How a regional retailer pulled three points out of labor cost, lifted inventory turn from 4.2x to 5.6x, and recovered an estimated $1M+ in annual margin and working capital. Through a fractional COO with retail operations chops.
Revenue was holding steady year over year. Margin was not. There was no single emergency, just slow drift across the business, and the owner could feel the squeeze in cash flow without being able to point to where it was coming from.
Labor was being scheduled to gut feel rather than traffic patterns. SKU count had grown roughly forty percent over five years without anyone pruning it. Overhead allocations had not been touched since the founding partner stepped back, and store-level performance was invisible from the head office.

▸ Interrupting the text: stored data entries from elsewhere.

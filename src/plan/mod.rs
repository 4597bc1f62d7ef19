pub mod column_id;
pub use column_id::*;

pub mod sort_order;
pub use sort_order::*;

pub mod plan_node;
pub use plan_node::*;

pub mod plan_cost;
pub use plan_cost::*;
use std::fmt;

use crate::plan::{ColumnId, PlanNodeKind};

/// Fatal failures of the matching machinery itself.
///
/// A plain pattern/plan disagreement is never one of these; that travels as
/// `MatchOutcome::NoMatch`. These variants mean the driver or the expected
/// pattern is broken and the whole assertion must abort loudly.
#[derive(Debug, Clone, PartialEq)]
pub enum MatchError {
    /// `detail_matches` was invoked on a node whose shape the matcher already
    /// rejects. Defect in the tree-walking driver, not in the plan under test.
    ContractViolation { matcher: String, node_kind: PlanNodeKind },
    /// A symbolic reference names an alias nothing ever bound. The expected
    /// pattern is malformed or evaluated out of order.
    UnboundAlias { name: String, bound: Vec<String> },
    /// An alias was rebound to a different concrete column. Two parts of the
    /// expected pattern disagree about what the alias stands for.
    ConflictingBinding { alias: String, existing: ColumnId, attempted: ColumnId },
}

impl MatchError {
    pub fn err<T>(self) -> Result<T, MatchError> {
        Err(self)
    }
}

impl fmt::Display for MatchError {
    fn fmt(&self, f: &mut fmt::Formatter<'_>) -> fmt::Result {
        match self {
            MatchError::ContractViolation { matcher, node_kind } => write!(
                f,
                "plan testing framework error: detail_matches called on {} although {} rejects its shape",
                node_kind, matcher,
            ),
            MatchError::UnboundAlias { name, bound } => write!(
                f,
                "alias '{}' is not bound; bound aliases: [{}]",
                name,
                bound.join(", "),
            ),
            MatchError::ConflictingBinding { alias, existing, attempted } => write!(
                f,
                "alias '{}' is already bound to {} and cannot be rebound to {}",
                alias, existing, attempted,
            ),
        }
    }
}

impl std::error::Error for MatchError {}

#[cfg(test)]
mod tests {
    use super::MatchError;
    use crate::plan::{ColumnId, PlanNodeKind};

    #[test]
    pub fn test_display_names_the_offending_matcher() {
        let err = MatchError::ContractViolation {
            matcher: "TopNMatcher".into(),
            node_kind: PlanNodeKind::Scan,
        };
        assert_eq!(
            err.to_string(),
            "plan testing framework error: detail_matches called on Scan although TopNMatcher rejects its shape",
        );
    }

    #[test]
    pub fn test_display_lists_bound_aliases() {
        let err = MatchError::UnboundAlias {
            name: "B".into(),
            bound: vec!["A".into(), "C".into()],
        };
        assert_eq!(err.to_string(), "alias 'B' is not bound; bound aliases: [A, C]");
    }

    #[test]
    pub fn test_display_reports_both_columns_on_conflict() {
        let err = MatchError::ConflictingBinding {
            alias: "A".into(),
            existing: ColumnId::new("col_1"),
            attempted: ColumnId::new("col_2"),
        };
        assert_eq!(
            err.to_string(),
            "alias 'A' is already bound to col_1 and cannot be rebound to col_2",
        );
    }
}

Each location was effectively run as its own small business. Capable managers, but no shared playbook, no shared dashboard, and no clean way to compare one store to the next.
We brought in a fractional COO with regional retail operations background. The first sixty days were a diagnostic at the flagship locations: labor patterns by daypart, SKU profitability by category, overhead allocations by store, and the gap between what the head office could see and what was actually happening on the floor.
From the diagnostic, we rebuilt the labor scheduling model around real traffic patterns, ran a SKU rationalization that pulled twenty percent of inventory out of the system, restructured overhead to match where the cost was actually incurred, and stood up a daily store-level dashboard the managers own. Disciplined retail operating, run by an experienced operator on a fractional cadence.